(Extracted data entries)

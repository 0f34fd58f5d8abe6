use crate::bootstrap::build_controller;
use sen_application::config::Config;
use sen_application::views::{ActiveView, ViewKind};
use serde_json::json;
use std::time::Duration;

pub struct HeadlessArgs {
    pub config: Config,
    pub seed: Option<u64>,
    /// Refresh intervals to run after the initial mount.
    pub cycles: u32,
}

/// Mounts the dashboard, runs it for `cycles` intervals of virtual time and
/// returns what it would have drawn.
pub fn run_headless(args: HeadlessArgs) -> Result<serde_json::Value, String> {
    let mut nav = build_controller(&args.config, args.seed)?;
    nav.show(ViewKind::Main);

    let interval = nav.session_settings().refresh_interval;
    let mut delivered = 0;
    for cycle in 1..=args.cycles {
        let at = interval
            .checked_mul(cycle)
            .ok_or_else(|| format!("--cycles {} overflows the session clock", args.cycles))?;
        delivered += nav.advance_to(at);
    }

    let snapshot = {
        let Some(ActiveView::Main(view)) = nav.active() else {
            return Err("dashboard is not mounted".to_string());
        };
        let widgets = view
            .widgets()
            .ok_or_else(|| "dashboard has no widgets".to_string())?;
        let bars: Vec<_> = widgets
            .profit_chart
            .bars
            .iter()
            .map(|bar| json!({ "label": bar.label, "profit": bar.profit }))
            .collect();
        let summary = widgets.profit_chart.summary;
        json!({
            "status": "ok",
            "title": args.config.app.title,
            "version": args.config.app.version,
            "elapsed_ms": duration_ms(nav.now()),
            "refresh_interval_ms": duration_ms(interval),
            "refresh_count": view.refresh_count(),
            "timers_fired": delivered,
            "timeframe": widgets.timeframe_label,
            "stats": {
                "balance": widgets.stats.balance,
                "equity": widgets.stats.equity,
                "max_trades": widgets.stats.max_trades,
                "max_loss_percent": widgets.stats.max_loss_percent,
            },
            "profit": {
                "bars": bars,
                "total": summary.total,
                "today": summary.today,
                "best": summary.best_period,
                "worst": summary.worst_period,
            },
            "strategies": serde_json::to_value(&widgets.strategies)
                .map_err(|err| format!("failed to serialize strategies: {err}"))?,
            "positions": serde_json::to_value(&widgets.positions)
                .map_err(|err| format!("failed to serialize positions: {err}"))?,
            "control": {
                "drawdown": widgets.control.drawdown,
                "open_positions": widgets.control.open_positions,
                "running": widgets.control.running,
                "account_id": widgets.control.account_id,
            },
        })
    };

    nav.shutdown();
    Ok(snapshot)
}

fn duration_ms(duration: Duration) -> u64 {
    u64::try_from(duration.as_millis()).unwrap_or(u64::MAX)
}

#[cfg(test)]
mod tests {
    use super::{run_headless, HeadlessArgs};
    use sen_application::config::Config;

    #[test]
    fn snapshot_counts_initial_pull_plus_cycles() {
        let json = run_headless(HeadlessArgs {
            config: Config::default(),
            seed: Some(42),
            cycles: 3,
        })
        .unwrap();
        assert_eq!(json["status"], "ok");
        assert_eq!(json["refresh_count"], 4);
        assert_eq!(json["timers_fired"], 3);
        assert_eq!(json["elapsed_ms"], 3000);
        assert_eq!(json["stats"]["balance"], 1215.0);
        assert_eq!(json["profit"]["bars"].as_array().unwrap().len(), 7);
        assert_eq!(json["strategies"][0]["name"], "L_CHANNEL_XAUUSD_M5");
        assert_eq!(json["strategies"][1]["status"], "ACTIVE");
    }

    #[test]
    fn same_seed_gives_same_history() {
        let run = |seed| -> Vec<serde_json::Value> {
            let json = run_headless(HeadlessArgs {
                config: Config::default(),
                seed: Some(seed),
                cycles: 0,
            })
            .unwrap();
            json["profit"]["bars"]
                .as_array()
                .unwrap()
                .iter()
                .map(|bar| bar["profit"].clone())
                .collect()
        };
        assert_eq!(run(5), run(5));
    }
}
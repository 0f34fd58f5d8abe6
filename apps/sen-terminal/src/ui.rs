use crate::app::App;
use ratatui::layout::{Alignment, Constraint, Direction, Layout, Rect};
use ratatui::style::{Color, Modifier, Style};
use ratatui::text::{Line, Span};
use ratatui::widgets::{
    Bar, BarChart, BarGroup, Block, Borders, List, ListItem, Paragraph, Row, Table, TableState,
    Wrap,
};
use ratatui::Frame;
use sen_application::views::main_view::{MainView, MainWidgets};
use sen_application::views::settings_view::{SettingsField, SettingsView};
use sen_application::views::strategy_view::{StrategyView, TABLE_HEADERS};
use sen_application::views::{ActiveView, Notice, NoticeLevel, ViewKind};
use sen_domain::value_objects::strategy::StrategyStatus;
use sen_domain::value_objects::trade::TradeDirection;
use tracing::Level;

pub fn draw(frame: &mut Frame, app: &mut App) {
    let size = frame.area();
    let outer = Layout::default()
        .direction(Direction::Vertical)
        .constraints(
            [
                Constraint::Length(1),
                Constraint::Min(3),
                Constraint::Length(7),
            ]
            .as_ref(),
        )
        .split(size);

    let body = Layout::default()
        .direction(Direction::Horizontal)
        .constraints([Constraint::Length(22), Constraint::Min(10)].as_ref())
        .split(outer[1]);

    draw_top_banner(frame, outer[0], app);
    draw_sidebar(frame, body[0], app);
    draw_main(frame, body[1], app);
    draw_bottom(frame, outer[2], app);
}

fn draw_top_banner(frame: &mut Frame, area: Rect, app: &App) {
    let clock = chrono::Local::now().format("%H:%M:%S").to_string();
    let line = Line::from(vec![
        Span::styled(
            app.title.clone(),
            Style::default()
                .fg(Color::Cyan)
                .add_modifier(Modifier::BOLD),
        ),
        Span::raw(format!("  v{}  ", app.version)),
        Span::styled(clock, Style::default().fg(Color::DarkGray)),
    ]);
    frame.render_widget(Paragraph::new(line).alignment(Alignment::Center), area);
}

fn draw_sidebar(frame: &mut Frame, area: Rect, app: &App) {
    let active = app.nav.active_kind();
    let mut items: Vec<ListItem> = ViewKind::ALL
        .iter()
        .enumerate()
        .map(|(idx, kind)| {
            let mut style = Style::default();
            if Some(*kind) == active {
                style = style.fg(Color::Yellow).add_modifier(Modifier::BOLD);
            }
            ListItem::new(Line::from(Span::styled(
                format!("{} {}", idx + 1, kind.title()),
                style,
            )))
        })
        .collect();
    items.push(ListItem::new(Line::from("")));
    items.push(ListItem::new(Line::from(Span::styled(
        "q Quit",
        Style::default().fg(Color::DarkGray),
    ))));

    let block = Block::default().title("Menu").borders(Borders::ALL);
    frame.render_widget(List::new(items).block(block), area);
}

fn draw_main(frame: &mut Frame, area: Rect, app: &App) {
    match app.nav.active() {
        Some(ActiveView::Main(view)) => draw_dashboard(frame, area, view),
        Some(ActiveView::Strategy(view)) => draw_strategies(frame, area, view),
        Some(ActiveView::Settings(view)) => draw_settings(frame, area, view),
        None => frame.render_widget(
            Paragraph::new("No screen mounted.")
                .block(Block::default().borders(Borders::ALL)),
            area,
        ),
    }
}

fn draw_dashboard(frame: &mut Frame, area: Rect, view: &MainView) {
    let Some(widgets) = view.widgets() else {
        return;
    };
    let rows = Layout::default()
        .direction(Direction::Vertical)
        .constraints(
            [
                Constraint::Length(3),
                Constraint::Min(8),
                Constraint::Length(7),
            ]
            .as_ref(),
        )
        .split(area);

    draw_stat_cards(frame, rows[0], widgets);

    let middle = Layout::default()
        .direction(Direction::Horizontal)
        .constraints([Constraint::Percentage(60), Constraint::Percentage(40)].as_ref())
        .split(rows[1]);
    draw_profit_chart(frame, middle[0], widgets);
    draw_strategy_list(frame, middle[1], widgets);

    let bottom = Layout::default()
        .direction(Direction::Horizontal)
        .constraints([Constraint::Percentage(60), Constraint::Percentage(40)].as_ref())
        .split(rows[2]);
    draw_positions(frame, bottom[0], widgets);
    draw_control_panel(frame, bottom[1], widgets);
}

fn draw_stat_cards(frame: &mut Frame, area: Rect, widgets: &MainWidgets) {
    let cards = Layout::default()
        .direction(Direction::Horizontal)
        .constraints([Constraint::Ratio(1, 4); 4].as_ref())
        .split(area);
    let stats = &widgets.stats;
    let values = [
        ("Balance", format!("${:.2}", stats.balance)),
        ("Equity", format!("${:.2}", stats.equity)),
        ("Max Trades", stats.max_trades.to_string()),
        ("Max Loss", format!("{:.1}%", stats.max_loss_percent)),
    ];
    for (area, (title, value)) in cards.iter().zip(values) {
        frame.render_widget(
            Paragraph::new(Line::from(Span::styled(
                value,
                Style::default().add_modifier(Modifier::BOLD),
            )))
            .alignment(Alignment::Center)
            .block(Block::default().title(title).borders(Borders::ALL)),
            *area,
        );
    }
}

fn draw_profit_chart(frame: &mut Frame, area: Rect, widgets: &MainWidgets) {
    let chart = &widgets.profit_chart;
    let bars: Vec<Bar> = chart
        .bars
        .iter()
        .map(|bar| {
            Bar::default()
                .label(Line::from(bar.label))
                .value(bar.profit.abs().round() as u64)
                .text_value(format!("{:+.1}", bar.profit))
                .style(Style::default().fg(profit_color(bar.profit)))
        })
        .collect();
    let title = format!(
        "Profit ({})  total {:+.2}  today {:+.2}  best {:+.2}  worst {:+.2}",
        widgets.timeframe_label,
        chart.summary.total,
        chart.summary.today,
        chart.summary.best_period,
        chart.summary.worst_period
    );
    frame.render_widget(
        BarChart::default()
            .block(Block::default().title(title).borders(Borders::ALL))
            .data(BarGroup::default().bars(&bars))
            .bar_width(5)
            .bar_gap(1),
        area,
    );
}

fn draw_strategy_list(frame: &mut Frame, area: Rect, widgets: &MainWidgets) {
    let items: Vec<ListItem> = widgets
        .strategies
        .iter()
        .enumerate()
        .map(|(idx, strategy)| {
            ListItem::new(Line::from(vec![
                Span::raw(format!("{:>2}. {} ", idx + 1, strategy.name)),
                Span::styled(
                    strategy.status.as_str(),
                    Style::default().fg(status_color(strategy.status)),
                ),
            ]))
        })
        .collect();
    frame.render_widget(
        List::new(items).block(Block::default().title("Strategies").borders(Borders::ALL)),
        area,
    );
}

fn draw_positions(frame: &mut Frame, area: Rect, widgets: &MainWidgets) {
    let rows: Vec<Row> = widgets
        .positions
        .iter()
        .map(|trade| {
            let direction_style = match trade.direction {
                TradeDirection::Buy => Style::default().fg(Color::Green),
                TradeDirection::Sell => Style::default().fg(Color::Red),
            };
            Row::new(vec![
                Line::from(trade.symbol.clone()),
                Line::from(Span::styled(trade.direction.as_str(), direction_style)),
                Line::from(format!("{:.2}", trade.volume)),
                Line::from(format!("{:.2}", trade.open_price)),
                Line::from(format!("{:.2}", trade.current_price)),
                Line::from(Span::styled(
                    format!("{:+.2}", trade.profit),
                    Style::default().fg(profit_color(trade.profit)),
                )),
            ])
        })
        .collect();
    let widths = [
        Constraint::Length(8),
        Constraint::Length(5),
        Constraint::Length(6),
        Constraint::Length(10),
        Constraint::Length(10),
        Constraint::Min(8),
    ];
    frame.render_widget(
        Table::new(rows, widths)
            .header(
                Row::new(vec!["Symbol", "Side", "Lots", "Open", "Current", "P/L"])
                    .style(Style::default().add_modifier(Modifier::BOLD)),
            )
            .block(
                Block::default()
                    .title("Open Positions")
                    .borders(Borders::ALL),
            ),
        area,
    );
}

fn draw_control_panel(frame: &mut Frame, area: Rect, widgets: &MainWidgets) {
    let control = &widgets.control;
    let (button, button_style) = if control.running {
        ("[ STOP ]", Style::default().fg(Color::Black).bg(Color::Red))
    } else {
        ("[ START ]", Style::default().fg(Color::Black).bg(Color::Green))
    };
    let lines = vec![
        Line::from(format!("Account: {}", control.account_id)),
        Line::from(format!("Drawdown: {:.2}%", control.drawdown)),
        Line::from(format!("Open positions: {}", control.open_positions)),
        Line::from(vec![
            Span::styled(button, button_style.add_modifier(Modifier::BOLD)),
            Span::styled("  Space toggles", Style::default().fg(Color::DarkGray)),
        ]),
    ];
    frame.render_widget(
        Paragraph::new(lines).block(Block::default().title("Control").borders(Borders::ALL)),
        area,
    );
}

#### [What to produce]
Your task is to repeat the records exactly. Begin at their first line and stop after the line containing "let mut nav".

#### [Written answer]
repository 0f34fd58f5d8abe6
use crate::bootstrap::build_controller;
use sen_application::config::Config;
use sen_application::views::{ActiveView, ViewKind};
use serde_json::json;
use std::time::Duration;

pub struct HeadlessArgs {
    pub config: Config,
    pub seed: Option<u64>,
    /// Refresh intervals to run after the initial mount.
    pub cycles: u32,
}

/// Mounts the dashboard, runs it for `cycles` intervals of virtual time and
/// returns what it would have drawn.
pub fn run_headless(args: HeadlessArgs) -> Result<serde_json::Value, String> {
    let mut nav = build_controller(&args.config, args.seed)?;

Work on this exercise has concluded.